Appassionato di caccia, frequentatore dei piaceri del cibo e non solo, Carlo fu rancoroso e diffidente. Pur avendo avuto consiglieri abili come Mercurino di Gattinara, si circondò di persone che non osavano mettere in discussione le sue decisioni. Eloquente uno dei ritratti di Tiziano, che lo rappresenta a cavallo vincitore, con uno sguardo stanco rivolto all’orizzonte dove si annuvolano e si raccolgono i suoi nemici: i luterani, il re di Francia, gli ottomani. Contro tutti questi l’imperatore ottenne importanti vittorie, che però si rivelarono effimere. Un esito deludente determinato da scelte e decisioni dell’imperatore (non ultimi i suoi disinvolti impegni finanziari) e degli altri attori.
Uscendo dallo schema di un’interpretazione superata che affida lo svolgersi della storia al singolo, Parker estende lo sguardo dall’imperatore a tutti coloro che lo circondavano per vederne le manovre, seguendo l’indicazione di un altro storico, Christopher Clark, che nei Sonnambuli illumina i processi che portarono alla Prima guerra mondiale, esaminando prima il come e poi il perché.

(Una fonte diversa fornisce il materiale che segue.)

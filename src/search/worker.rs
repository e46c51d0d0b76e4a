use std::io;
use std::sync::Arc;
use std::sync::mpsc::{self, Receiver, Sender, TryRecvError};
use std::thread::{self, JoinHandle};

use cinefind_catalog::MovieSource;
use tokio::sync::mpsc::{UnboundedReceiver, UnboundedSender, unbounded_channel};

use super::commands::{FetchCommand, FetchOutcome, FetchTicket};

const WORKER_THREADS: usize = 2;

/// Handle to the background thread that runs fetch tickets.
///
/// Tickets run concurrently and finish in whatever order the network allows.
/// Outcomes queue up until the UI drains them with [`FetchRuntime::try_recv`].
pub struct FetchRuntime {
	commands: UnboundedSender<FetchCommand>,
	outcomes: Receiver<FetchOutcome>,
	thread: Option<JoinHandle<()>>,
}

/// Start the fetch worker for `source`.
///
/// The async runtime is built before the thread starts so that a failure is
/// reported to the caller instead of dying silently in the background.
pub fn spawn(source: Arc<dyn MovieSource>) -> io::Result<FetchRuntime> {
	let runtime = tokio::runtime::Builder::new_multi_thread()
		.worker_threads(WORKER_THREADS)
		.thread_name("cinefind-fetch")
		.enable_all()
		.build()?;
	let (command_tx, command_rx) = unbounded_channel();
	let (outcome_tx, outcome_rx) = mpsc::channel();

	let thread = thread::Builder::new()
		.name("cinefind-fetch-loop".into())
		.spawn(move || {
			runtime.block_on(worker_loop(source, command_rx, outcome_tx));
			tracing::debug!("fetch worker stopped");
		})?;

	Ok(FetchRuntime {
		commands: command_tx,
		outcomes: outcome_rx,
		thread: Some(thread),
	})
}

async fn worker_loop(
	source: Arc<dyn MovieSource>,
	mut commands: UnboundedReceiver<FetchCommand>,
	outcomes: Sender<FetchOutcome>,
) {
	while let Some(command) = commands.recv().await {
		match command {
			FetchCommand::Fetch(ticket) => {
				let source = Arc::clone(&source);
				let outcomes = outcomes.clone();
				tokio::spawn(async move {
					let result = source.search(&ticket.request).await;
					// The receiver only disappears during shutdown.
					let _ = outcomes.send(FetchOutcome { ticket, result });
				});
			}
			FetchCommand::Shutdown => break,
		}
	}
}

impl FetchRuntime {
	/// Queue `ticket`. Returns `false` when the worker is gone.
	pub fn dispatch(&self, ticket: FetchTicket) -> bool {
		let id = ticket.id;
		match self.commands.send(FetchCommand::Fetch(ticket)) {
			Ok(()) => true,
			Err(_) => {
				tracing::error!(ticket = id, "fetch worker is not running");
				false
			}
		}
	}

	/// Next finished fetch, if one is waiting.
	pub fn try_recv(&self) -> Option<FetchOutcome> {
		match self.outcomes.try_recv() {
			Ok(outcome) => Some(outcome),
			Err(TryRecvError::Empty | TryRecvError::Disconnected) => None,
		}
	}

	/// Stop accepting tickets and wait for the worker thread to exit.
	/// In-flight fetches are abandoned.
	pub fn shutdown(&mut self) {
		let _ = self.commands.send(FetchCommand::Shutdown);
		if let Some(thread) = self.thread.take()
			&& thread.join().is_err()
		{
			tracing::error!("fetch worker panicked");
		}
	}
}

impl Drop for FetchRuntime {
	fn drop(&mut self) {
		self.shutdown();
	}
}

#[cfg(test)]
mod tests {
	use std::time::Duration;

	use async_trait::async_trait;
	use cinefind_catalog::{CatalogError, MoviePage, SearchRequest};

	use super::*;

	/// Answers instantly except for the query `slow`.
	struct DelayedSource;

	#[async_trait]
	impl MovieSource for DelayedSource {
		async fn search(&self, request: &SearchRequest) -> Result<MoviePage, CatalogError> {
			if request.query.as_str() == "slow" {
				tokio::time::sleep(Duration::from_millis(300)).await;
			}
			if request.query.as_str() == "broken" {
				return Err(CatalogError::Status {
					status: 503,
					message: None,
				});
			}
			Ok(MoviePage {
				page: request.page.get(),
				results: Vec::new(),
				total_pages: 0,
				total_results: 0,
			})
		}
	}

	fn ticket(id: u64, query: &str) -> FetchTicket {
		FetchTicket {
			id,
			request: SearchRequest::new(query, 1).expect("valid request"),
		}
	}

	fn next(runtime: &FetchRuntime) -> FetchOutcome {
		runtime
			.outcomes
			.recv_timeout(Duration::from_secs(5))
			.expect("outcome within timeout")
	}

	#[test]
	fn outcomes_arrive_in_completion_order() {
		let runtime = spawn(Arc::new(DelayedSource)).expect("spawn worker");
		assert!(runtime.dispatch(ticket(1, "slow")));
		assert!(runtime.dispatch(ticket(2, "fast")));

		let first = next(&runtime);
		let second = next(&runtime);
		assert_eq!(first.ticket.id, 2);
		assert_eq!(second.ticket.id, 1);
		assert!(runtime.try_recv().is_none());
	}

	#[test]
	fn failures_are_delivered_as_outcomes() {
		let runtime = spawn(Arc::new(DelayedSource)).expect("spawn worker");
		runtime.dispatch(ticket(7, "broken"));

		let outcome = next(&runtime);
		assert_eq!(outcome.ticket.id, 7);
		assert!(matches!(
			outcome.result,
			Err(CatalogError::Status { status: 503, .. })
		));
	}

	#[test]
	fn dispatch_fails_after_shutdown() {
		let mut runtime = spawn(Arc::new(DelayedSource)).expect("spawn worker");
		runtime.shutdown();
		assert!(!runtime.dispatch(ticket(1, "late")));
		assert!(runtime.try_recv().is_none());
	}
}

Carlo V iniziò la sua avventura con un trionfale Trono di Spade («O vinci, o muori»), ma la parabola si concluse con un addio malinconico: l’abdicazione; la divisione dei domini tra il fratello Ferdinando, a cui toccarono quelli imperiali, e il figlio Filippo, che ottenne quelli spagnoli; il ritiro nel monastero di Yuste, in Estremadura, dove morì nel 1558. Persino negli ultimi mesi cercò tuttavia di influire sulle decisioni politiche e fino alla fine dovette subire delusioni cocenti. Sospetti e veleni lo accompagneranno anche dopo l’ultimo respiro.
Parker non concede nulla alla leggenda. L’analisi di debolezze, fraintendimenti e ambizioni non altera il fascino della sua attenta narrazione biografica, arricchita con curiosi aneddoti dei testimoni. Lo storico sottopone a verifica tanti episodi, guidandoci anche nell’ultima vicenda, quella del corpo di Carlo V: è stata scoperta la causa della morte, la malaria, grazie all’analisi eseguita su un dito nel 2004. Segnato da fallimenti e compromessi, guerre, rivolte e repressioni, avendo percorso migliaia di chilometri (quaranta viaggi tra Europa e Africa), e pur potendo contare su ingenti risorse, poi divorate dai banchieri, l’Asburgo tergiversò fatalmente nell’azione verso l’Impero ottomano, che cinse d’assedio Vienna nel 1529 e continuò a imperversare, e verso i Papi, che rinviarono la convocazione del concilio auspicata da Carlo per ricomporre la frattura della cristianità.
Scelse il passato più che il presente e questo avvolse nelle ombre il suo regno, perché lasciò aperti molti fronti, non riuscendo a imporre soluzioni definitive e spesso consentendo ai suoi nemici il tempo per riprendersi dalle sconfitte. La sua non è però solo una storia di scacchi subiti: va riconosciuto all’Asburgo di essere riuscito nell’assoggettamento dell’America, imponendo viceré e cercando di controllare le ambizioni e le avidità dei conquistadores che comunque gli donarono territori ampi come nessun altro sovrano aveva mai avuto. Il peso della brutale conquista e dell’imposizione violenta della fede cristiana, mentre cominciavano gli arrivi degli schiavi africani, non impedì alla struttura costruita da Carlo V di resistere in America fino all’Ottocento.